I’m sure the poor quality of writing protected the public from reading the arrant nonsense offered by Sarah Adjekum in her piece on BIPOC displacement. (BIPOC = black, indigenous, and people of color) I have often commented on the poor quality of scholarship in the Humanities, and this article presents another worrisome example.
A Ph.D. thesis requires a much higher quality of writing than exhibited in the article, and I don’t think the author was trying to write down to her audience. A thesis is written in pursuit of truth, and needs therefore to present facts is an objective manner. But her article was replete with tendentious falsehoods that weren’t hard to spot.

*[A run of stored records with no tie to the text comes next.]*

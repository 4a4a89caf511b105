//! End-to-end advisor scenarios.
//!
//! Each test drives SELECT workloads through an engine with the advisor hook
//! installed, against `t(a int pk, b, c, d, e, ts)` with a statistics
//! snapshot loaded from testdata and `t1(a, b, c, d)` with analyze-style
//! statistics over 15 rows. Assertions cover the recommended candidate sets,
//! the benefit-driven parts of the ranking, the output streams, and the
//! universal properties: determinism, idempotence under duplication, the
//! existence filter, positive benefit and shadow isolation.

use idxadv_advisor::error::AdvisorError;
use idxadv_advisor::hook;
use idxadv_advisor::report::ReportSink;
use idxadv_advisor::session::{AdvisorRegistry, AdvisorSession, CandidateIdx};
use idxadv_core::catalog::{Catalog, MemCatalog};
use idxadv_core::cost::DefaultCostModel;
use idxadv_core::engine::{Engine, EngineSession};
use idxadv_core::schema::TableInfo;
use idxadv_core::stats::{ColumnStatistics, Statistics};
use std::path::{Path, PathBuf};
use std::sync::Arc;

const CONN_ID: u64 = 7;

const Q_GROUP_BY_E: &str = "select count(*) from t group by e";
const Q_IN_FILTER: &str = "select a, b from t1 where c in (1,3)";
const Q_GROUP_BY_CD: &str = "select c, d, count(*) from t1 group by c, d";
const Q_SEMI_JOIN: &str = "select * from t where b in (select c from t1 where c>0)";
const Q_ORDER_DESC: &str = "select a from t1 order by b desc";
const Q_JOIN: &str = "select t.a from t join t1 on t.b = t1.b";

struct Harness {
    engine: Engine,
    registry: Arc<AdvisorRegistry>,
    session: EngineSession,
    _out: tempfile::TempDir,
    out_dir: PathBuf,
}

fn testdata(file: &str) -> PathBuf {
    Path::new(env!("CARGO_MANIFEST_DIR"))
        .join("tests/testdata")
        .join(file)
}

/// A harness whose session variable was never set: the advisor session
/// stays unready.
fn harness_without_ready() -> Harness {
    let out = tempfile::tempdir().unwrap();
    let out_dir = out.path().to_path_buf();

    let catalog = Arc::new(MemCatalog::new());
    catalog.add_table(
        "test",
        TableInfo::new("t", &["a", "b", "c", "d", "e", "ts"]).with_primary_key("a"),
        Statistics::new(1.0),
    );
    catalog
        .load_stats_file("test", &testdata("t_stats.json"))
        .unwrap();
    catalog.add_table(
        "test",
        TableInfo::new("t1", &["a", "b", "c", "d"]),
        Statistics::new(15.0)
            .with_column("a", ColumnStatistics::new(15.0))
            .with_column("b", ColumnStatistics::new(15.0))
            .with_column("c", ColumnStatistics::new(15.0))
            .with_column("d", ColumnStatistics::new(15.0)),
    );

    let registry = Arc::new(AdvisorRegistry::new());
    registry.prepare(AdvisorSession::new(ReportSink::new(&out_dir).unwrap()));

    let mut engine = Engine::new(catalog, Arc::new(DefaultCostModel::default()));
    hook::install(&mut engine, registry.clone());

    let session = engine.new_session(CONN_ID, "test");
    Harness {
        engine,
        registry,
        session,
        _out: out,
        out_dir,
    }
}

fn harness() -> Harness {
    let mut h = harness_without_ready();
    h.engine
        .execute(&mut h.session, "set tidb_enable_index_advisor = 1")
        .unwrap();
    h.registry.mark_ready(&CONN_ID.to_string()).unwrap();
    h
}

impl Harness {
    fn run(&mut self, statements: &[&str]) {
        for sql in statements {
            self.engine.execute(&mut self.session, sql).unwrap();
        }
    }

    fn recommend(&self) -> String {
        self.registry
            .session(&CONN_ID.to_string())
            .map(|s| s.lock().unwrap().recommend_string())
            .unwrap_or_default()
    }

    fn snapshot(&self) -> Vec<CandidateIdx> {
        self.registry
            .session(&CONN_ID.to_string())
            .map(|s| s.lock().unwrap().snapshot())
            .unwrap_or_default()
    }

    fn candidate_set(&self) -> Vec<String> {
        let mut set: Vec<String> = self
            .snapshot()
            .iter()
            .map(|c| {
                format!(
                    "{}: ({})",
                    c.index.table.lowered,
                    c.index
                        .index
                        .columns
                        .iter()
                        .map(|col| col.name.lowered.clone())
                        .collect::<Vec<_>>()
                        .join(" ")
                )
            })
            .collect();
        set.sort();
        set
    }

    fn benefit_of(&self, table: &str, cols: &[&str]) -> f64 {
        self.snapshot()
            .iter()
            .find(|c| {
                c.index.table.lowered == table && c.index.index.column_names() == cols
            })
            .map(|c| c.benefit)
            .unwrap_or_else(|| panic!("no candidate {table}: {cols:?}"))
    }

    fn finalize(&self) {
        self.registry.finalize_all().unwrap();
    }
}

#[test]
fn test_group_by_recommends_group_column() {
    let mut h = harness();
    h.run(&[Q_GROUP_BY_E]);
    assert_eq!(h.recommend(), "t: (e)");
}

#[test]
fn test_covering_filter_is_added_and_ranked_below() {
    let mut h = harness();
    h.run(&[Q_GROUP_BY_E, Q_IN_FILTER]);
    assert_eq!(h.recommend(), "t: (e),t1: (c a b)");
}

#[test]
fn test_subquery_and_second_group_by_extend_the_set() {
    let mut h = harness();
    h.run(&[Q_GROUP_BY_E, Q_IN_FILTER, Q_GROUP_BY_CD, Q_SEMI_JOIN]);

    assert_eq!(
        h.candidate_set(),
        vec![
            "t: (b)".to_string(),
            "t: (e)".to_string(),
            "t1: (c a b)".to_string(),
            "t1: (c d)".to_string(),
            "t1: (c)".to_string(),
        ]
    );

    let ranked = h.snapshot();
    assert_eq!(ranked[0].index.table.lowered, "t");
    assert_eq!(ranked[0].index.column_names(), vec!["e"]);

    // Both indexes chosen by the semi-join statement share its benefit.
    assert_eq!(h.benefit_of("t", &["b"]), h.benefit_of("t1", &["c"]));
    // The covering filter saves more than the two-column group by.
    assert!(h.benefit_of("t1", &["c", "a", "b"]) > h.benefit_of("t1", &["c", "d"]));
    // Every reported candidate carries positive benefit.
    assert!(ranked.iter().all(|c| c.benefit > 0.0));
}

#[test]
fn test_order_by_and_join_extend_the_set() {
    let mut h = harness();
    h.run(&[
        Q_GROUP_BY_E,
        Q_IN_FILTER,
        Q_GROUP_BY_CD,
        Q_SEMI_JOIN,
        Q_ORDER_DESC,
        Q_JOIN,
    ]);

    assert_eq!(
        h.candidate_set(),
        vec![
            "t: (a b)".to_string(),
            "t: (b)".to_string(),
            "t: (e)".to_string(),
            "t1: (b a)".to_string(),
            "t1: (b)".to_string(),
            "t1: (c a b)".to_string(),
            "t1: (c d)".to_string(),
            "t1: (c)".to_string(),
        ]
    );

    // The group-by recommendation keeps the top rank.
    let ranked = h.snapshot();
    assert_eq!(ranked[0].index.column_names(), vec!["e"]);
    assert_eq!(ranked[0].index.table.lowered, "t");

    // Both sides of the join statement share its benefit.
    assert_eq!(h.benefit_of("t", &["a", "b"]), h.benefit_of("t1", &["b"]));
    assert!(ranked.iter().all(|c| c.benefit > 0.0));
}

#[test]
fn test_primary_key_lookup_yields_no_candidates() {
    let mut h = harness();
    h.run(&["select * from t where a = 1"]);
    assert_eq!(h.recommend(), "");
    h.finalize();
    let result =
        std::fs::read_to_string(h.out_dir.join(format!("{CONN_ID}_RESULT"))).unwrap();
    assert_eq!(result, "");
}

#[test]
fn test_no_candidate_matches_an_existing_index() {
    let mut h = harness();
    h.run(&[
        Q_GROUP_BY_E,
        Q_IN_FILTER,
        Q_GROUP_BY_CD,
        Q_SEMI_JOIN,
        Q_ORDER_DESC,
        Q_JOIN,
        "select * from t where a = 1",
    ]);
    let live = h.engine.catalog().schema();
    for candidate in h.snapshot() {
        let table = live
            .table_by_name("test", &candidate.index.table.lowered)
            .unwrap();
        let names = candidate.index.index.column_names();
        assert!(
            !table.indexes.iter().any(|idx| idx.same_columns(&names)),
            "candidate {names:?} equals a real index"
        );
    }
}

#[test]
fn test_duplicate_statement_doubles_benefit() {
    let mut single = harness();
    single.run(&[Q_GROUP_BY_E]);
    let once = single.benefit_of("t", &["e"]);

    let mut twice = harness();
    twice.run(&[Q_GROUP_BY_E, Q_GROUP_BY_E]);
    let doubled = twice.benefit_of("t", &["e"]);

    assert!(once > 0.0);
    assert_eq!(doubled, once * 2.0);
    assert_eq!(single.recommend(), twice.recommend());
}

#[test]
fn test_ranked_result_is_deterministic_across_runs() {
    let workload = [Q_GROUP_BY_E, Q_IN_FILTER, Q_GROUP_BY_CD, Q_SEMI_JOIN];

    let mut first = harness();
    first.run(&workload);
    first.finalize();
    let first_result =
        std::fs::read_to_string(first.out_dir.join(format!("{CONN_ID}_RESULT"))).unwrap();

    let mut second = harness();
    second.run(&workload);
    second.finalize();
    let second_result =
        std::fs::read_to_string(second.out_dir.join(format!("{CONN_ID}_RESULT"))).unwrap();

    assert!(!first_result.is_empty());
    assert_eq!(first_result, second_result);
}

#[test]
fn test_live_schema_is_isolated_from_the_workload() {
    let mut h = harness();
    let before = format!("{:?}", h.engine.catalog().schema());
    h.run(&[Q_GROUP_BY_E, Q_IN_FILTER, Q_SEMI_JOIN, Q_JOIN]);
    let after = format!("{:?}", h.engine.catalog().schema());
    assert_eq!(before, after);
}

#[test]
fn test_per_query_streams_are_appended() {
    let mut h = harness();
    h.run(&[Q_GROUP_BY_E, Q_IN_FILTER]);

    let ocost =
        std::fs::read_to_string(h.out_dir.join(format!("{CONN_ID}_OCOST"))).unwrap();
    let ovcost =
        std::fs::read_to_string(h.out_dir.join(format!("{CONN_ID}_OVCOST"))).unwrap();
    let oindex =
        std::fs::read_to_string(h.out_dir.join(format!("{CONN_ID}_OINDEX"))).unwrap();
    let origin =
        std::fs::read_to_string(h.out_dir.join(format!("{CONN_ID}_ORIGIN"))).unwrap();

    assert_eq!(ocost.lines().count(), 2);
    assert_eq!(ovcost.lines().count(), 2);
    assert_eq!(oindex.lines().count(), 2);
    assert_eq!(origin.lines().count(), 2);

    // Fixed-width query counter prefix, then the cost.
    let first = ocost.lines().next().unwrap();
    assert!(first.starts_with("1         "));
    // The chosen index stream carries the group column of statement one.
    assert!(oindex.lines().next().unwrap().contains("{(e) }"));
    // The summary stream repeats both costs with four-space separators.
    assert!(origin.lines().next().unwrap().contains("    "));
}

#[test]
fn test_workload_without_ready_session_is_an_error() {
    let workload_dir = tempfile::tempdir().unwrap();
    std::fs::write(workload_dir.path().join("1.sql"), Q_GROUP_BY_E).unwrap();

    let mut h = harness_without_ready();
    let err = idxadv_advisor::workload::run_workload(
        &h.engine,
        &mut h.session,
        workload_dir.path().to_path_buf(),
        &h.registry,
    )
    .unwrap_err();
    assert!(matches!(err, AdvisorError::SessionVar(_)), "got {err}");

    // Nothing was driven, so no per-query records exist.
    assert!(!h.out_dir.join(format!("{CONN_ID}_OCOST")).exists());
}

#[test]
fn test_workload_directory_drives_and_finalizes() {
    let workload_dir = tempfile::tempdir().unwrap();
    std::fs::write(workload_dir.path().join("1.sql"), Q_GROUP_BY_E).unwrap();
    std::fs::write(
        workload_dir.path().join("2.sql"),
        format!("{Q_IN_FILTER}\n"),
    )
    .unwrap();
    // An unparsable statement is skipped without recording.
    std::fs::write(workload_dir.path().join("3.sql"), "select from nowhere").unwrap();

    let mut h = harness();
    let count = idxadv_advisor::workload::run_workload(
        &h.engine,
        &mut h.session,
        workload_dir.path().to_path_buf(),
        &h.registry,
    )
    .unwrap();
    assert_eq!(count, 3);

    // The queue closed, the session finalized, the ranked result is there.
    let result =
        std::fs::read_to_string(h.out_dir.join(format!("{CONN_ID}_RESULT"))).unwrap();
    assert!(result.starts_with("t: (e)    "));
    // Only the two valid statements produced per-query records.
    let ocost =
        std::fs::read_to_string(h.out_dir.join(format!("{CONN_ID}_OCOST"))).unwrap();
    assert_eq!(ocost.lines().count(), 2);
}

#[test]
fn test_finalize_rewrites_ranked_result() {
    let mut h = harness();
    h.run(&[Q_GROUP_BY_E, Q_IN_FILTER]);
    h.finalize();
    let result =
        std::fs::read_to_string(h.out_dir.join(format!("{CONN_ID}_RESULT"))).unwrap();
    let lines: Vec<&str> = result.lines().collect();
    assert_eq!(lines.len(), 2);
    assert!(lines[0].starts_with("t: (e)    "));
    assert!(lines[1].starts_with("t1: (c,a,b)    "));
}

For example, the statement that the occupation of the Foxgate property in Caledonia is “on the remaining Haldimand Land Tract, unceded Haudenosaunee land.” The ceding of the land has been well documented, and objectivity requires acknowledgement of that, even if you sympathize with the illegal occupation.
Also lacking were figures showing how much more the downtrodden have suffered as a result of the pandemic. The remarkable thing is that the homeless haven’t suffered. One would think the homeless encampments would be breeding grounds of disease, and in this pandemic they haven’t been, anywhere. Adjekum is challenged on basic facts, because she doesn’t have them. Show me the figures.
Not a promising showing for a Ph.D.
candidate in sociology. But, hey, nowadays
scholarship in the Humanities is all about affirming the orthodoxy, and she did
that.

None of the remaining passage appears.